Federal Judge Rules for Dying Girl Needing Lung Transplant

(Image Credit: Courtesy Murnaghan Family)

A federal judge has ordered Health and Human Services Secretary Kathleen Sebelius to allow a 10-year-old girl to receive a lung transplant sooner than required.

The injunction is preliminary, and the judge will reconsider it at a hearing a week from Friday, June 14.

Sarah Murnaghan, a 10-year-old girl in Pennsylvania, is awaiting a lung donation that could save her life. Without it, Sarah could die of cystic fibrosis in weeks. Because of a little-known organ-donation rule that, for adult donations, adult recipients must take precedence over children younger 12, it will take significantly longer for Sarah to receive a lung.

If Sarah were 12, the severity of her condition would place her high on the list of adults awaiting lung donations.

Her parents have pressed the Health and Human Services secretary to waive the rule in their daughter's case. Sebelius has resisted.

At a budget hearing this week, Republicans on the House Education and the Workforce Committee begged Sebelius to waive the rule, protesting that a modified adult lung could save Sarah's life and that there is no medical reason for her to receive one ahead of adults.

Sebelius told them that 40 adults in Pennsylvania are also waiting for a lung, and that some children in the same hospital where Sarah is being treated might also die without a transplant.

"This is an incredibly agonizing situation where someone lives, and someone dies," Sebelius said.

The secretary has ordered an HHS review of the lung-transplant policy.
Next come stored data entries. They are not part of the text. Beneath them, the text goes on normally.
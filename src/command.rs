//! Running the external tools covgate delegates to (`lcov`, `coverage-report`,
//! `diff-cover`, `git`).
//!
//! Evaluators take a [`CommandRunner`] rather than spawning processes
//! themselves, so tests can replay canned tool output.

use std::io;
use std::process::Command;

/// Captured result of a finished process.
#[derive(Debug, Clone, Default, PartialEq, Eq)]
pub struct CommandOutput {
    /// Exit code, `None` if the process was killed by a signal.
    pub status: Option<i32>,
    pub stdout: String,
    pub stderr: String,
}

impl CommandOutput {
    /// A successful run that printed `stdout`.
    pub fn success(stdout: impl Into<String>) -> Self {
        Self {
            status: Some(0),
            stdout: stdout.into(),
            stderr: String::new(),
        }
    }

    /// A run that exited with `code`.
    pub fn failure(code: i32, stdout: impl Into<String>, stderr: impl Into<String>) -> Self {
        Self {
            status: Some(code),
            stdout: stdout.into(),
            stderr: stderr.into(),
        }
    }

    pub fn succeeded(&self) -> bool {
        self.status == Some(0)
    }

    /// stdout followed by stderr.
    pub fn combined(&self) -> String {
        let mut out = self.stdout.clone();
        if !self.stderr.is_empty() {
            if !out.is_empty() && !out.ends_with('\n') {
                out.push('\n');
            }
            out.push_str(&self.stderr);
        }
        out
    }

    /// Human-readable reason for a failed run: trimmed stderr, or the exit
    /// status when stderr is empty.
    pub fn failure_reason(&self) -> String {
        let stderr = self.stderr.trim();
        if !stderr.is_empty() {
            return stderr.to_string();
        }
        match self.status {
            Some(code) => format!("exited with status {code}"),
            None => "terminated by signal".to_string(),
        }
    }
}

/// Runs a program to completion and captures its output.
///
/// An `Err` means the process could not be started at all. A process that
/// starts and exits non-zero is an `Ok` with a non-zero [`CommandOutput::status`].
pub trait CommandRunner {
    fn run(&self, program: &str, args: &[&str]) -> io::Result<CommandOutput>;
}

/// Spawns real processes with [`std::process::Command`].
pub struct SystemRunner;

impl CommandRunner for SystemRunner {
    fn run(&self, program: &str, args: &[&str]) -> io::Result<CommandOutput> {
        log::debug!("Running {program} {}", args.join(" "));
        let output = Command::new(program).args(args).output()?;
        Ok(CommandOutput {
            status: output.status.code(),
            stdout: String::from_utf8_lossy(&output.stdout).into_owned(),
            stderr: String::from_utf8_lossy(&output.stderr).into_owned(),
        })
    }
}
/// New-code coverage via `diff-cover`.
///
/// The base branch is shallow-fetched into its remote-tracking ref, then
/// `diff-cover` compares the coverage file against it. Only the fetch can fail
/// the run; anything `diff-cover` does is folded into the [`CheckResult`].
use std::path::Path;
use std::sync::LazyLock;

use regex::Regex;

use crate::command::CommandRunner;
use crate::error::{CovgateError, Result};
use crate::extract::first_percentage;
use crate::model::CheckResult;

const REMOTE: &str = "origin";

/// Printed by `diff-cover` when none of the changed lines are instrumentable.
pub const NO_DIFF_LINES: &str = "No lines with coverage information in this diff";

/// `Diff Coverage: 92.5%`
static DIFF_COVERAGE_RE: LazyLock<Regex> =
    LazyLock::new(|| Regex::new(r"Diff Coverage:\s+([0-9.]+)%").unwrap());

/// A base branch as given by the user, resolved into the two forms needed:
/// the bare name to fetch and the remote-tracking ref to compare against.
#[derive(Debug, Clone, PartialEq, Eq)]
pub struct BaseBranch {
    name: String,
    compare_ref: String,
}

impl BaseBranch {
    /// Accepts either `main` or `origin/main`.
    pub fn parse(branch: &str) -> Self {
        let prefix = format!("{REMOTE}/");
        let name = branch.strip_prefix(&prefix).unwrap_or(branch).to_string();
        let compare_ref = format!("{prefix}{name}");
        Self { name, compare_ref }
    }

    /// Branch name without the remote, e.g. `main`.
    pub fn name(&self) -> &str {
        &self.name
    }

    /// Remote-tracking ref passed to `diff-cover`, e.g. `origin/main`.
    pub fn compare_ref(&self) -> &str {
        &self.compare_ref
    }

    /// Refspec that updates the remote-tracking ref, e.g.
    /// `main:refs/remotes/origin/main`.
    fn refspec(&self) -> String {
        format!("{}:refs/remotes/{REMOTE}/{}", self.name, self.name)
    }
}

/// Shallow-fetch the base branch. Any failure is fatal.
pub fn fetch_base_branch(runner: &dyn CommandRunner, branch: &BaseBranch) -> Result<()> {
    let refspec = branch.refspec();
    log::info!("Fetching {REMOTE}/{}", branch.name());

    let fetch_error = |reason: String| CovgateError::BranchFetch {
        branch: branch.name().to_string(),
        reason,
    };

    let output = runner
        .run("git", &["fetch", REMOTE, &refspec, "--depth=1"])
        .map_err(|e| fetch_error(format!("failed to run git: {e}")))?;

    for line in output.combined().lines().filter(|l| !l.trim().is_empty()) {
        log::debug!("git: {line}");
    }

    if !output.succeeded() {
        return Err(fetch_error(output.failure_reason()));
    }
    Ok(())
}

/// Parse the percentage from `diff-cover` output.
pub fn parse_diff_coverage(output: &str) -> Option<f64> {
    first_percentage(&DIFF_COVERAGE_RE, output)
}

/// Run `diff-cover` and return its report text.
///
/// `diff-cover` exits non-zero when coverage is below its own threshold, which
/// still produces a usable report, so the exit status is ignored. If stdout is
/// empty the failure reason stands in for it.
fn run_diff_cover(runner: &dyn CommandRunner, coverage_file: &str, branch: &BaseBranch) -> String {
    let compare = format!("--compare-branch={}", branch.compare_ref());
    match runner.run("diff-cover", &[coverage_file, &compare]) {
        Ok(output) if output.succeeded() || !output.stdout.trim().is_empty() => output.stdout,
        Ok(output) => format!("diff-cover failed: {}", output.failure_reason()),
        Err(e) => format!("failed to run diff-cover: {e}"),
    }
}

/// Evaluate new-code coverage of `coverage_file` against `base_branch`.
pub fn check_diff_coverage(
    runner: &dyn CommandRunner,
    coverage_file: &Path,
    base_branch: &str,
    min_required: f64,
) -> Result<CheckResult> {
    let branch = BaseBranch::parse(base_branch);
    let file = coverage_file.to_string_lossy();
    log::info!(
        "Running diff-cover on {file} vs {}",
        branch.compare_ref()
    );

    fetch_base_branch(runner, &branch)?;

    let output = run_diff_cover(runner, &file, &branch);
    log::info!("diff-cover output:\n{output}");

    if output.contains(NO_DIFF_LINES) {
        log::info!(
            "No lines with coverage information found in the diff - considering this as passing"
        );
        return Ok(CheckResult::empty_diff(min_required, output));
    }

    let coverage = parse_diff_coverage(&output);
    if coverage.is_none() {
        log::warn!("Could not find a diff coverage percentage in diff-cover output");
    }
    Ok(CheckResult::new_code(coverage, min_required, output))
}
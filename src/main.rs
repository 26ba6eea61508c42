use std::path::{Path, PathBuf};
use std::process::ExitCode;

use anyhow::{Context, Result};
use clap::Parser;

use covgate::check::Thresholds;
use covgate::cli::{self, CheckOptions, Outcome};
use covgate::command::SystemRunner;
use covgate::github::{self, CommentStore, GitHubClient, RepositoryContext};

/// covgate: enforce coverage thresholds in CI and report them on the pull request.
///
/// Every option can also be set through the environment, so the binary runs
/// unchanged as a GitHub Actions step.
#[derive(Parser)]
#[command(name = "covgate", version, about)]
struct Cli {
    /// Coverage file (LCOV `.info`, or Cobertura/JaCoCo XML).
    #[arg(long, env = "INPUT_COVERAGE_FILE")]
    coverage_file: PathBuf,

    /// Branch to compare against for new-code coverage (`main` or `origin/main`).
    #[arg(long, env = "INPUT_BASE_BRANCH", default_value = "main")]
    base_branch: String,

    /// Token used to post the pull request comment.
    #[arg(long, env = "GITHUB_TOKEN", hide_env_values = true)]
    github_token: Option<String>,

    /// Minimum overall coverage percentage. Empty disables the check.
    #[arg(long, env = "INPUT_MIN_COVERAGE")]
    min_coverage: Option<String>,

    /// Minimum coverage percentage for new/changed lines. Empty disables the check.
    #[arg(long, env = "INPUT_MIN_COVERAGE_NEW_CODE")]
    min_coverage_new_code: Option<String>,

    /// Repository as `owner/name`.
    #[arg(long, env = "GITHUB_REPOSITORY")]
    repository: Option<String>,

    /// Pull request number. Detected from the Actions event when omitted.
    #[arg(long)]
    pr_number: Option<u64>,

    /// Also write the rendered markdown report to this file.
    #[arg(long)]
    markdown_output: Option<PathBuf>,

    /// Print the check results as JSON on stdout.
    #[arg(long)]
    json: bool,
}

fn main() -> ExitCode {
    env_logger::Builder::from_env(env_logger::Env::default().default_filter_or("info")).init();

    let args = Cli::parse();
    match run(args) {
        Ok(Outcome::Failed(_, summary)) => {
            log::error!("{summary}");
            ExitCode::FAILURE
        }
        Ok(_) => ExitCode::SUCCESS,
        Err(e) => {
            log::error!("{e:#}");
            ExitCode::FAILURE
        }
    }
}

fn run(args: Cli) -> Result<Outcome> {
    let options = CheckOptions {
        coverage_file: args.coverage_file,
        base_branch: args.base_branch,
        thresholds: Thresholds::from_inputs(
            args.min_coverage.as_deref(),
            args.min_coverage_new_code.as_deref(),
        )?,
        markdown_output: args.markdown_output,
    };

    let client = match detect_pull_request(args.pr_number)? {
        Some(pr) => {
            let repository = args
                .repository
                .context("--repository (or GITHUB_REPOSITORY) is required to comment on a pull request")?;
            let token = args
                .github_token
                .context("--github-token (or GITHUB_TOKEN) is required to comment on a pull request")?;
            Some(GitHubClient::new(token, RepositoryContext::new(&repository, pr)?))
        }
        None => None,
    };

    if let Some(client) = &client {
        log::info!("Reporting to {}", client.context());
    }

    let publisher = client.as_ref().map(|c| c as &dyn CommentStore);
    let outcome = cli::cmd_check(&SystemRunner, publisher, &options)?;

    if args.json {
        let json = serde_json::to_string_pretty(outcome.results())
            .context("Failed to serialize results")?;
        println!("{json}");
    }

    Ok(outcome)
}

/// Explicit `--pr-number`, else the Actions event payload, else `GITHUB_REF`.
fn detect_pull_request(explicit: Option<u64>) -> Result<Option<u64>> {
    if explicit.is_some() {
        return Ok(explicit);
    }
    if let Ok(path) = std::env::var("GITHUB_EVENT_PATH") {
        if let Some(pr) = github::pull_request_from_event(Path::new(&path))? {
            return Ok(Some(pr));
        }
    }
    Ok(std::env::var("GITHUB_REF")
        .ok()
        .and_then(|r| github::pull_request_from_ref(&r)))
}
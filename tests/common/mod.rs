#![allow(dead_code)]

use std::cell::{Cell, RefCell};
use std::collections::HashMap;
use std::io;

use covgate::command::{CommandOutput, CommandRunner};
use covgate::github::{Comment, CommentStore};

/// Replays canned output per program and records every invocation.
/// Programs without a script fail to launch, like a missing binary.
#[derive(Default)]
pub struct FakeRunner {
    scripts: HashMap<String, Result<CommandOutput, String>>,
    calls: RefCell<Vec<String>>,
}

impl FakeRunner {
    pub fn new() -> Self {
        Self::default()
    }

    pub fn with(mut self, program: &str, output: CommandOutput) -> Self {
        self.scripts.insert(program.to_string(), Ok(output));
        self
    }

    pub fn with_launch_error(mut self, program: &str, message: &str) -> Self {
        self.scripts
            .insert(program.to_string(), Err(message.to_string()));
        self
    }

    /// Every invocation as `program arg1 arg2 ...`.
    pub fn calls(&self) -> Vec<String> {
        self.calls.borrow().clone()
    }

    pub fn was_called(&self, program: &str) -> bool {
        self.calls
            .borrow()
            .iter()
            .any(|c| c.split(' ').next() == Some(program))
    }
}

impl CommandRunner for FakeRunner {
    fn run(&self, program: &str, args: &[&str]) -> io::Result<CommandOutput> {
        let mut call = program.to_string();
        for arg in args {
            call.push(' ');
            call.push_str(arg);
        }
        self.calls.borrow_mut().push(call);

        match self.scripts.get(program) {
            Some(Ok(output)) => Ok(output.clone()),
            Some(Err(message)) => Err(io::Error::new(io::ErrorKind::Other, message.clone())),
            None => Err(io::Error::new(
                io::ErrorKind::NotFound,
                format!("{program}: command not found"),
            )),
        }
    }
}

/// In-memory pull request comment thread.
#[derive(Default)]
pub struct MemoryStore {
    comments: RefCell<Vec<Comment>>,
    next_id: Cell<u64>,
    pub creates: Cell<usize>,
    pub updates: Cell<usize>,
}

impl MemoryStore {
    pub fn new() -> Self {
        let store = Self::default();
        store.next_id.set(100);
        store
    }

    pub fn seed(&self, body: &str) -> u64 {
        let id = self.next_id.get();
        self.next_id.set(id + 1);
        self.comments.borrow_mut().push(Comment {
            id,
            body: Some(body.to_string()),
        });
        id
    }

    pub fn comments(&self) -> Vec<Comment> {
        self.comments.borrow().clone()
    }

    pub fn body(&self, id: u64) -> Option<String> {
        self.comments
            .borrow()
            .iter()
            .find(|c| c.id == id)
            .and_then(|c| c.body.clone())
    }
}

impl CommentStore for MemoryStore {
    fn list_comments(&self) -> anyhow::Result<Vec<Comment>> {
        Ok(self.comments())
    }

    fn create_comment(&self, body: &str) -> anyhow::Result<u64> {
        self.creates.set(self.creates.get() + 1);
        Ok(self.seed(body))
    }

    fn update_comment(&self, comment_id: u64, body: &str) -> anyhow::Result<()> {
        self.updates.set(self.updates.get() + 1);
        let mut comments = self.comments.borrow_mut();
        let comment = comments
            .iter_mut()
            .find(|c| c.id == comment_id)
            .ok_or_else(|| anyhow::anyhow!("no comment {comment_id}"))?;
        comment.body = Some(body.to_string());
        Ok(())
    }
}

pub fn lcov_summary(percent: &str) -> CommandOutput {
    CommandOutput::success(format!(
        "Reading tracefile lcov.info\nSummary coverage rate:\n  lines......: {percent}% (171 of 200 lines)\n  functions..: 90.0% (18 of 20 functions)\n"
    ))
}

pub fn diff_cover_report(percent: &str) -> String {
    format!(
        "-------------\nDiff Coverage\nDiff: origin/main...HEAD, staged and unstaged changes\n-------------\nsrc/parser.rs (80.0%): Missing lines 12,14\n-------------\nTotal:   10 lines\nMissing: 2 lines\nDiff Coverage: {percent}%\n-------------\n"
    )
}
//! Check results produced by a single covgate run. Evaluators build a
//! `CheckResult` per configured threshold; renderers and the publisher only
//! read them.

use serde::Serialize;

use crate::error::{CovgateError, Result};

/// Which threshold a result evaluates.
#[derive(Debug, Clone, Copy, PartialEq, Eq, Serialize)]
#[serde(rename_all = "kebab-case")]
pub enum CheckKind {
    Overall,
    NewCode,
}

impl CheckKind {
    pub fn as_str(&self) -> &'static str {
        match self {
            CheckKind::Overall => "overall",
            CheckKind::NewCode => "new-code",
        }
    }
}

impl std::fmt::Display for CheckKind {
    fn fmt(&self, f: &mut std::fmt::Formatter<'_>) -> std::fmt::Result {
        f.write_str(self.as_str())
    }
}

/// Outcome of evaluating one coverage threshold.
///
/// `passed` is derived from `coverage` and `min_required` at construction and
/// cannot be set directly. The only way to get a pass that ignores the
/// threshold is [`CheckResult::empty_diff`].
#[derive(Debug, Clone, PartialEq, Serialize)]
#[serde(rename_all = "camelCase")]
pub struct CheckResult {
    #[serde(rename = "type")]
    kind: CheckKind,
    coverage: Option<f64>,
    min_required: f64,
    passed: bool,
    #[serde(skip_serializing_if = "Option::is_none")]
    output: Option<String>,
}

impl CheckResult {
    /// Result for the whole-project threshold.
    #[must_use]
    pub fn overall(coverage: Option<f64>, min_required: f64) -> Self {
        Self {
            kind: CheckKind::Overall,
            coverage,
            min_required,
            passed: meets_threshold(coverage, min_required),
            output: None,
        }
    }

    /// Result for the new-code threshold, carrying the diff tool's report.
    #[must_use]
    pub fn new_code(coverage: Option<f64>, min_required: f64, output: String) -> Self {
        Self {
            kind: CheckKind::NewCode,
            coverage,
            min_required,
            passed: meets_threshold(coverage, min_required),
            output: Some(output),
        }
    }

    /// A diff with no instrumentable lines counts as fully covered, whatever
    /// the threshold.
    #[must_use]
    pub fn empty_diff(min_required: f64, output: String) -> Self {
        Self {
            kind: CheckKind::NewCode,
            coverage: Some(100.0),
            min_required,
            passed: true,
            output: Some(output),
        }
    }

    pub fn kind(&self) -> CheckKind {
        self.kind
    }

    pub fn coverage(&self) -> Option<f64> {
        self.coverage
    }

    pub fn min_required(&self) -> f64 {
        self.min_required
    }

    pub fn passed(&self) -> bool {
        self.passed
    }

    pub fn output(&self) -> Option<&str> {
        self.output.as_deref()
    }

    /// `coverage - min_required`, or `None` when coverage is unknown.
    #[must_use]
    pub fn margin(&self) -> Option<f64> {
        self.coverage.map(|c| c - self.min_required)
    }
}

/// `true` iff coverage is known and at least `min_required`.
#[must_use]
pub fn meets_threshold(coverage: Option<f64>, min_required: f64) -> bool {
    coverage.is_some_and(|c| c >= min_required)
}

/// Two-decimal percentage, or `"?"` when unknown.
#[must_use]
pub fn format_coverage(coverage: Option<f64>) -> String {
    match coverage {
        Some(c) => format_fixed2(c),
        None => "?".to_string(),
    }
}

/// Two decimal places, rounding exact halves away from zero (`85.125` gives
/// `85.13`). Plain `{:.2}` would round such ties to even.
#[must_use]
pub fn format_fixed2(value: f64) -> String {
    // Only multiples of 1/8 that are not multiples of 1/4 sit exactly on a
    // hundredths tie; bump those one ulp away from zero.
    let on_tie = (value * 8.0).fract() == 0.0 && (value * 4.0).fract() != 0.0;
    let value = if on_tie {
        f64::from_bits(value.to_bits() + 1)
    } else {
        value
    };
    format!("{value:.2}")
}

/// Parse a threshold percentage. Must be a finite number in `0..=100`.
pub fn parse_threshold(value: &str) -> Result<f64> {
    let invalid = |reason: &str| CovgateError::InvalidThreshold {
        value: value.to_string(),
        reason: reason.to_string(),
    };

    let parsed: f64 = value
        .trim()
        .parse()
        .map_err(|_| invalid("not a number"))?;
    if !parsed.is_finite() {
        return Err(invalid("must be finite"));
    }
    if !(0.0..=100.0).contains(&parsed) {
        return Err(invalid("must be between 0 and 100"));
    }
    Ok(parsed)
}

/// Parse an optional threshold input. Empty or blank input disables the check.
pub fn parse_optional_threshold(value: &str) -> Result<Option<f64>> {
    if value.trim().is_empty() {
        Ok(None)
    } else {
        parse_threshold(value).map(Some)
    }
}
pub mod check;
pub mod cli;
pub mod command;
pub mod diff;
pub mod error;
pub mod extract;
pub mod github;
pub mod model;
pub mod report;
//! GitHub API helpers for posting the coverage report comment on pull requests.

use std::path::Path;

use anyhow::{bail, Context as _, Result};
use serde::Deserialize;

use crate::model::CheckResult;
use crate::report::{self, COMMENT_MARKER};

const API_BASE_URL: &str = "https://api.github.com";

/// Repository and pull request the report is posted to.
#[derive(Debug, Clone, PartialEq, Eq)]
pub struct RepositoryContext {
    pub owner: String,
    pub name: String,
    pub pull_request: u64,
}

impl RepositoryContext {
    /// Build from an `owner/name` slug, as found in `GITHUB_REPOSITORY`.
    pub fn new(repository: &str, pull_request: u64) -> Result<Self> {
        let Some((owner, name)) = repository.split_once('/') else {
            bail!("invalid repository '{repository}': expected 'owner/name'");
        };
        if owner.is_empty() || name.is_empty() || name.contains('/') {
            bail!("invalid repository '{repository}': expected 'owner/name'");
        }
        Ok(Self {
            owner: owner.to_string(),
            name: name.to_string(),
            pull_request,
        })
    }

    fn issue_comments_url(&self) -> String {
        format!(
            "{API_BASE_URL}/repos/{}/{}/issues/{}/comments",
            self.owner, self.name, self.pull_request
        )
    }

    fn comment_url(&self, comment_id: u64) -> String {
        format!(
            "{API_BASE_URL}/repos/{}/{}/issues/comments/{comment_id}",
            self.owner, self.name
        )
    }
}

impl std::fmt::Display for RepositoryContext {
    fn fmt(&self, f: &mut std::fmt::Formatter<'_>) -> std::fmt::Result {
        write!(f, "{}/{}/pull/{}", self.owner, self.name, self.pull_request)
    }
}

#[derive(Deserialize)]
struct EventPayload {
    pull_request: Option<EventPullRequest>,
}

#[derive(Deserialize)]
struct EventPullRequest {
    number: u64,
}

/// Pull request number from a GitHub Actions event payload file
/// (`GITHUB_EVENT_PATH`). `Ok(None)` for events that are not pull requests.
pub fn pull_request_from_event(path: &Path) -> Result<Option<u64>> {
    let content = std::fs::read_to_string(path)
        .with_context(|| format!("Failed to read event payload {}", path.display()))?;
    let payload: EventPayload =
        serde_json::from_str(&content).context("Failed to parse event payload JSON")?;
    Ok(payload.pull_request.map(|pr| pr.number))
}

/// Extract PR number from a ref like `refs/pull/42/merge`.
pub fn pull_request_from_ref(github_ref: &str) -> Option<u64> {
    let parts: Vec<&str> = github_ref.split('/').collect();
    if parts.len() >= 3 && parts[0] == "refs" && parts[1] == "pull" {
        parts[2].parse().ok()
    } else {
        None
    }
}

/// An existing issue comment.
#[derive(Debug, Clone, Deserialize)]
pub struct Comment {
    pub id: u64,
    pub body: Option<String>,
}

/// The comment operations the publisher needs from the platform.
pub trait CommentStore {
    /// All comments on the pull request, oldest first.
    fn list_comments(&self) -> Result<Vec<Comment>>;
    /// Create a comment and return its id.
    fn create_comment(&self, body: &str) -> Result<u64>;
    /// Replace the body of an existing comment.
    fn update_comment(&self, comment_id: u64, body: &str) -> Result<()>;
}

/// What [`publish`] did.
#[derive(Debug, Clone, Copy, PartialEq, Eq)]
pub enum Published {
    Created(u64),
    Updated(u64),
}

/// Find the first comment carrying our hidden marker.
pub fn find_report_comment(comments: &[Comment]) -> Option<u64> {
    comments
        .iter()
        .find(|c| c.body.as_deref().is_some_and(|b| b.contains(COMMENT_MARKER)))
        .map(|c| c.id)
}

/// Create or update the coverage report comment.
///
/// Not atomic: two concurrent runs on the same pull request can both miss the
/// marker and each create a comment.
pub fn publish(store: &dyn CommentStore, results: &[CheckResult]) -> Result<Published> {
    let body = report::render(results);

    match find_report_comment(&store.list_comments()?) {
        Some(comment_id) => {
            store.update_comment(comment_id, &body)?;
            log::info!("Updated coverage comment {comment_id}");
            Ok(Published::Updated(comment_id))
        }
        None => {
            let comment_id = store.create_comment(&body)?;
            log::info!("Created coverage comment {comment_id}");
            Ok(Published::Created(comment_id))
        }
    }
}

/// [`CommentStore`] backed by the GitHub REST API.
pub struct GitHubClient {
    token: String,
    context: RepositoryContext,
}

impl GitHubClient {
    pub fn new(token: impl Into<String>, context: RepositoryContext) -> Self {
        Self {
            token: token.into(),
            context,
        }
    }

    pub fn context(&self) -> &RepositoryContext {
        &self.context
    }

    fn request(&self, method: &str, url: &str) -> ureq::Request {
        ureq::request(method, url)
            .set("Authorization", &format!("Bearer {}", self.token))
            .set("Accept", "application/vnd.github+json")
            .set("User-Agent", "covgate")
            .set("X-GitHub-Api-Version", "2022-11-28")
    }
}

/// Turn a ureq failure into an error carrying the API's response body.
fn api_error(action: &str, err: ureq::Error) -> anyhow::Error {
    match err {
        ureq::Error::Status(code, resp) => {
            let body = resp.into_string().unwrap_or_default();
            anyhow::anyhow!("GitHub API error {action} (HTTP {code}): {body}")
        }
        e => anyhow::anyhow!("Failed {action}: {e}"),
    }
}

#[derive(Deserialize)]
struct CreatedComment {
    id: u64,
}

impl CommentStore for GitHubClient {
    fn list_comments(&self) -> Result<Vec<Comment>> {
        let base = self.context.issue_comments_url();
        let mut all = Vec::new();
        let mut page = 1u32;
        loop {
            let url = format!("{base}?per_page=100&page={page}");
            let resp = self
                .request("GET", &url)
                .call()
                .map_err(|e| api_error("listing PR comments", e))?;
            let comments: Vec<Comment> =
                resp.into_json().context("Failed to parse comments JSON")?;
            if comments.is_empty() {
                break;
            }
            all.extend(comments);
            page += 1;
        }
        Ok(all)
    }

    fn create_comment(&self, body: &str) -> Result<u64> {
        let resp = self
            .request("POST", &self.context.issue_comments_url())
            .send_json(serde_json::json!({ "body": body }))
            .map_err(|e| api_error("creating comment", e))?;
        let created: CreatedComment = resp
            .into_json()
            .context("Failed to parse created comment JSON")?;
        Ok(created.id)
    }

    fn update_comment(&self, comment_id: u64, body: &str) -> Result<()> {
        self.request("PATCH", &self.context.comment_url(comment_id))
            .send_json(serde_json::json!({ "body": body }))
            .map_err(|e| api_error("updating comment", e))?;
        Ok(())
    }
}
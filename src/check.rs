//! Runs the configured coverage checks in order: new-code first, then overall.

use std::path::Path;

use crate::command::CommandRunner;
use crate::diff;
use crate::error::Result;
use crate::extract;
use crate::model::{self, CheckResult};

/// Minimum coverage percentages. `None` disables that check.
#[derive(Debug, Clone, Copy, Default, PartialEq)]
pub struct Thresholds {
    pub overall: Option<f64>,
    pub new_code: Option<f64>,
}

impl Thresholds {
    /// Build thresholds from raw inputs. A missing, empty or blank input
    /// disables that check; anything else must be a valid percentage.
    pub fn from_inputs(overall: Option<&str>, new_code: Option<&str>) -> Result<Self> {
        let parse = |input: Option<&str>| match input {
            Some(value) => model::parse_optional_threshold(value),
            None => Ok(None),
        };
        Ok(Self {
            overall: parse(overall)?,
            new_code: parse(new_code)?,
        })
    }

    /// `true` when no check is enabled.
    pub fn is_empty(&self) -> bool {
        self.overall.is_none() && self.new_code.is_none()
    }
}

/// Check total coverage of `coverage_file` against `min_required`.
pub fn check_overall_coverage(
    runner: &dyn CommandRunner,
    coverage_file: &Path,
    min_required: f64,
) -> CheckResult {
    log::info!("Checking overall coverage from {}", coverage_file.display());
    let coverage = extract::extract_total_coverage(runner, coverage_file);
    CheckResult::overall(coverage, min_required)
}

/// Run every enabled check and collect the results.
///
/// Returns an empty list when no threshold is set. A failed base-branch fetch
/// aborts before the overall check runs.
pub fn run_checks(
    runner: &dyn CommandRunner,
    coverage_file: &Path,
    base_branch: &str,
    thresholds: &Thresholds,
) -> Result<Vec<CheckResult>> {
    let mut results = Vec::new();

    if let Some(min) = thresholds.new_code {
        results.push(diff::check_diff_coverage(
            runner,
            coverage_file,
            base_branch,
            min,
        )?);
    }

    if let Some(min) = thresholds.overall {
        results.push(check_overall_coverage(runner, coverage_file, min));
    }

    Ok(results)
}
use thiserror::Error;

#[derive(Error, Debug)]
pub enum CovgateError {
    #[error("Failed to fetch branch {branch}: {reason}. Make sure the branch exists and is accessible.")]
    BranchFetch { branch: String, reason: String },

    #[error("Invalid threshold '{value}': {reason}")]
    InvalidThreshold { value: String, reason: String },
}

pub type Result<T> = std::result::Result<T, CovgateError>;
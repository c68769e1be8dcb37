//! Session-wide registry of running instances.
//!
//! A SQLite database maps each bus id (`io.Halo.<name>`) to the PID and
//! control port of the process that claimed it. The primary key on `bus_id`
//! is what makes names unique; rows whose PID is gone are stale and get
//! replaced by the next claimant.
//!
//! # Location
//!
//! - **Linux**: `$XDG_RUNTIME_DIR/halo/registry.db`
//! - **Elsewhere**: `{cache_dir}/halo/registry.db`
//! - Overridden by `HALO_REGISTRY_PATH`

pub mod instance_registry;

pub use instance_registry::{InstanceEntry, InstanceRegistry};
But a federal judge in the Eastern District of Pennsylvania has ordered that Sebelius "immediately" suspend HHS policy in Sarah's case. From Judge Michael M. Baylson's order, handed down today:

The Plaintiffs contend, inter alia, that the Under 12 Rule violates the command of the National Organ Transplant Act of 1984, 42 U.S.C. § 274(b)(2) that the system for allocating donated organs be "equitable" and address "the unique health care needs of children" as well as the Secretary's own regulation, 42 C.F.R. § 121.8(b), which requires OPTN's policies to give greatest consideration to allocating organs based on medical urgency, and that the Secretary's refusal to set aside the Under 12 Rule to protect the very few children nationally who are subject to it, despite evidence showing that the Rule discriminates against children and serves no purpose, is arbitrary, capricious, and an abuse of discretion. AND NOW, having considered the matter, including the Declarations of Sharon Ruddock and Arthur Baines, it is hereby ordered that the motion for a TRO is granted and that the Secretary shall direct the OPTN to immediately cease application of the Under 12 Rule as to Sarah Murnaghan so that she can be considered for receipt of donated lungs from adults based on the medical severity of her condition as compared to the medical severity of persons over 12 in the OPTN system. This Order shall remain in effect unless and until the Court orders otherwise at the conclusion of the hearing on a preliminary injunction.

Pennsylvania's Republican Gov. Tom Corbett had sent a letter to HHS seeking a suspension of the policy in Sarah's case. After the ruling, he encouraged Pennsylvanians to become organ donors.

"Sarah Murnaghan's story is a reminder of the gift Pennsylvanians can provide to so many children and adults in need of a transplant," Corbett said in a written statement.

"It only takes 30 seconds to choose to become an organ donor. More than 4.4 million Pennsylvanians have said 'Yes' to organ and tissue donation, but there is a need for greater involvement."